YOUNG WILL: The Confessions of William Shakespeare
Cook (who wrote mysteries as Bruce Alexander and died in 2003) imagines a bawdy Bard in his final novel. Couched as a memoir, this book serves up the 52-year-old Shakespeare's delicious confessions of the sins of his youth. Cook follows young Will from Stratford, where he makes mischief with his friend Ned, to Lancashire, where he dallies with a former teacher, to London, where he falls in love with Christopher Marlowe (who seduces him in an Elizabethan-era gay bar) and ekes out a living selling love sonnets to the Earl of Southampton.

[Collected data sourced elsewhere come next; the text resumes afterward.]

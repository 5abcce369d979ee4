//! Row types written and read by the store.

use chrono::{DateTime, Utc};
use serde::{Deserialize, Serialize};
use uuid::Uuid;

use crate::domain::VerificationStatus;

/// Result of an insert-on-conflict write.
#[derive(Debug, Clone, Copy, PartialEq, Eq)]
pub enum UpsertOutcome {
    /// No row existed; one was inserted.
    Inserted,
    /// An existing row was updated.
    Updated,
    /// A row exists but the guard rejected the update.
    Unchanged,
}

/// Lifecycle of a playlist campaign.
#[derive(Debug, Clone, Copy, PartialEq, Eq, Serialize, Deserialize)]
#[serde(rename_all = "snake_case")]
pub enum CampaignStatus {
    /// Placeholder created before checkout completed.
    PendingPayment,
    /// Paid and running.
    Active,
    /// Checkout finished without payment.
    PaymentFailed,
}

impl CampaignStatus {
    /// Database representation.
    #[must_use]
    pub const fn as_str(self) -> &'static str {
        match self {
            Self::PendingPayment => "pending_payment",
            Self::Active => "active",
            Self::PaymentFailed => "payment_failed",
        }
    }
}

/// Payment state recorded on a campaign or track.
#[derive(Debug, Clone, Copy, PartialEq, Eq, Serialize, Deserialize)]
#[serde(rename_all = "snake_case")]
pub enum PaymentStatus {
    /// Awaiting checkout.
    Pending,
    /// Funds captured.
    Paid,
    /// Checkout ended unpaid.
    Unpaid,
}

impl PaymentStatus {
    /// Database representation.
    #[must_use]
    pub const fn as_str(self) -> &'static str {
        match self {
            Self::Pending => "pending",
            Self::Paid => "paid",
            Self::Unpaid => "unpaid",
        }
    }
}

/// Values written when a paid checkout activates a campaign.
#[derive(Debug, Clone, PartialEq)]
pub struct CampaignActivation {
    /// Checkout session id; the natural key.
    pub stripe_session_id: String,
    /// Purchasing user.
    pub user_id: Uuid,
    /// Target release, `None` for all releases.
    pub release_id: Option<Uuid>,
    /// Plan catalog key.
    pub plan_type: String,
    /// Plan display name.
    pub plan_name: String,
    /// Plan price in cents.
    pub plan_price_cents: i64,
    /// Payment intent captured by the session.
    pub stripe_payment_intent_id: Option<String>,
    /// Time the payment was confirmed.
    pub paid_at: DateTime<Utc>,
    /// Extra campaign details merged into the stored bag.
    pub campaign_metadata: serde_json::Value,
}

/// A stored playlist campaign.
#[derive(Debug, Clone, PartialEq, Serialize)]
pub struct CampaignRow {
    /// Row id.
    pub id: Uuid,
    /// Owning user.
    pub user_id: Uuid,
    /// Target release, `None` for all releases.
    pub release_id: Option<Uuid>,
    /// Plan catalog key.
    pub plan_type: String,
    /// Plan display name.
    pub plan_name: Option<String>,
    /// Plan price in cents.
    pub plan_price_cents: i64,
    /// Lifecycle status.
    pub status: CampaignStatus,
    /// Payment state.
    pub payment_status: PaymentStatus,
    /// Checkout session id.
    pub stripe_session_id: Option<String>,
    /// Payment intent id.
    pub stripe_payment_intent_id: Option<String>,
    /// Payment confirmation time.
    pub paid_at: Option<DateTime<Utc>>,
    /// Free-form campaign details.
    pub campaign_metadata: serde_json::Value,
}

impl CampaignRow {
    /// Plan price in major currency units.
    #[must_use]
    pub fn plan_price(&self) -> f64 {
        self.plan_price_cents as f64 / 100.0
    }
}

/// A payment intent outcome.
#[derive(Debug, Clone, PartialEq, Serialize)]
pub struct PaymentRecord {
    /// Payment intent id; the natural key.
    pub stripe_payment_intent_id: String,
    /// Amount in minor units.
    pub amount: i64,
    /// Currency code.
    pub currency: String,
    /// `succeeded` or `failed`.
    pub status: String,
    /// Reason for a failed attempt.
    pub failure_reason: Option<String>,
    /// Intent metadata.
    pub metadata: serde_json::Value,
}

/// Mirror of a provider subscription.
#[derive(Debug, Clone, PartialEq, Serialize)]
pub struct SubscriptionRecord {
    /// Subscription id; the natural key.
    pub stripe_subscription_id: String,
    /// Subscribing artist, when known.
    pub artist_id: Option<Uuid>,
    /// Provider customer id.
    pub stripe_customer_id: Option<String>,
    /// Provider status, stored verbatim.
    pub status: String,
    /// End of the current billing period.
    pub current_period_end: Option<DateTime<Utc>>,
    /// Cancellation time.
    pub canceled_at: Option<DateTime<Utc>>,
}

/// A paid subscription invoice.
#[derive(Debug, Clone, PartialEq, Serialize)]
pub struct PaymentHistoryRecord {
    /// Invoice id.
    pub stripe_invoice_id: String,
    /// Subscription the invoice belongs to.
    pub stripe_subscription_id: String,
    /// Amount paid in minor units.
    pub amount: i64,
    /// Currency code.
    pub currency: String,
    /// Payment time, taken from the event's creation time.
    pub paid_at: DateTime<Utc>,
}

/// Status of a money movement record.
#[derive(Debug, Clone, Copy, PartialEq, Eq, Serialize, Deserialize)]
#[serde(rename_all = "snake_case")]
pub enum TransferStatus {
    /// Initiated, not settled.
    Pending,
    /// Settled.
    Completed,
    /// Rejected by the bank or provider.
    Failed,
}

impl TransferStatus {
    /// Database representation.
    #[must_use]
    pub const fn as_str(self) -> &'static str {
        match self {
            Self::Pending => "pending",
            Self::Completed => "completed",
            Self::Failed => "failed",
        }
    }
}

/// A royalty transfer to a connected account.
#[derive(Debug, Clone, PartialEq, Serialize)]
pub struct TransferRecord {
    /// Transfer id.
    pub stripe_transfer_id: String,
    /// Artist receiving the royalties, when tagged.
    pub artist_id: Option<Uuid>,
    /// Destination connected account.
    pub destination_account: Option<String>,
    /// Amount in minor units.
    pub amount: i64,
    /// Currency code.
    pub currency: String,
    /// Settlement state.
    pub status: TransferStatus,
}

/// A payout from a connected account to its bank.
#[derive(Debug, Clone, PartialEq, Serialize)]
pub struct PayoutRecord {
    /// Payout id; the natural key.
    pub stripe_payout_id: String,
    /// Connected account that paid out.
    pub account_id: Option<String>,
    /// Amount in minor units.
    pub amount: i64,
    /// Currency code.
    pub currency: String,
    /// Settlement state.
    pub status: TransferStatus,
    /// Failure message for failed payouts.
    pub failure_reason: Option<String>,
}

/// Capability flags of a connected account.
#[derive(Debug, Clone, PartialEq, Eq, Serialize)]
pub struct AccountRecord {
    /// Connected account id; the natural key.
    pub stripe_account_id: String,
    /// Can accept charges.
    pub charges_enabled: bool,
    /// Can receive payouts.
    pub payouts_enabled: bool,
    /// Onboarding details submitted.
    pub details_submitted: bool,
    /// Status derived from the three flags.
    pub verification_status: VerificationStatus,
}

impl AccountRecord {
    /// Returns `true` when both money-moving capabilities are on.
    #[must_use]
    pub const fn is_ready(&self) -> bool {
        self.charges_enabled && self.payouts_enabled
    }
}

/// Notification category, shown as an icon in the application.
#[derive(Debug, Clone, Copy, PartialEq, Eq, Serialize, Deserialize)]
#[serde(rename_all = "snake_case")]
pub enum NotificationKind {
    /// Neutral information.
    Info,
    /// Something completed.
    Success,
    /// Needs attention.
    Warning,
    /// Something failed.
    Error,
}

impl NotificationKind {
    /// Database representation.
    #[must_use]
    pub const fn as_str(self) -> &'static str {
        match self {
            Self::Info => "info",
            Self::Success => "success",
            Self::Warning => "warning",
            Self::Error => "error",
        }
    }
}

/// A user-facing notification to insert (always unread).
#[derive(Debug, Clone, PartialEq, Eq, Serialize)]
pub struct NewNotification {
    /// Recipient.
    pub user_id: Uuid,
    /// Short title.
    pub title: String,
    /// Body text.
    pub message: String,
    /// Category.
    pub kind: NotificationKind,
}

/// Processing result recorded in the audit log.
#[derive(Debug, Clone, Copy, PartialEq, Eq, Serialize, Deserialize)]
#[serde(rename_all = "snake_case")]
pub enum AuditStatus {
    /// Claimed by a delivery that is still running its handler.
    Processing,
    /// A handler ran (including branches that chose to skip).
    Processed,
    /// The event kind is not handled.
    Ignored,
    /// The handler failed; a redelivery will run it again.
    Failed,
}

impl AuditStatus {
    /// Database representation.
    #[must_use]
    pub const fn as_str(self) -> &'static str {
        match self {
            Self::Processing => "processing",
            Self::Processed => "processed",
            Self::Ignored => "ignored",
            Self::Failed => "failed",
        }
    }

    /// Parses the database representation.
    #[must_use]
    pub fn parse(raw: &str) -> Option<Self> {
        match raw {
            "processing" => Some(Self::Processing),
            "processed" => Some(Self::Processed),
            "ignored" => Some(Self::Ignored),
            "failed" => Some(Self::Failed),
            _ => None,
        }
    }
}

/// One row of the `webhook_events` audit log, unique per event id.
#[derive(Debug, Clone, PartialEq, Serialize)]
pub struct AuditEvent {
    /// Provider event id.
    pub event_id: String,
    /// Provider event type tag.
    pub event_type: String,
    /// Connected account the event concerns.
    pub account_id: Option<String>,
    /// Processing result.
    pub status: AuditStatus,
    /// Handler error message for failed events.
    pub error: Option<String>,
    /// Number of deliveries recorded for this event id.
    pub attempts: i32,
    /// Last processing time.
    pub processed_at: DateTime<Utc>,
    /// Raw `data.object` payload.
    pub payload: serde_json::Value,
}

By tale's end, Will has confessed to being a bisexual libertine, a murderer, an adulterous husband, an absentee father, a criminal usurer, a conscienceless coward, a thief, a perjurer, a plagiarist and an opportunistic hack. Considering the genius of the real-life Shakespeare, his fictional embodiment doesn't always impress: his narration can be cagey and characterization somewhat flat. But on the whole Cook manages, with no small amount of liberties, to craft an entertaining tale. Agent, Phalen Hurewitz . (Oct.)
Forecast: Fictional accounts of the Bard's life are a genre unto themselves, but Cook's unique voice, his recent death and the popularity of his Sir John Fielding and Chico Cervantes mysteries may set this one apart from the rest.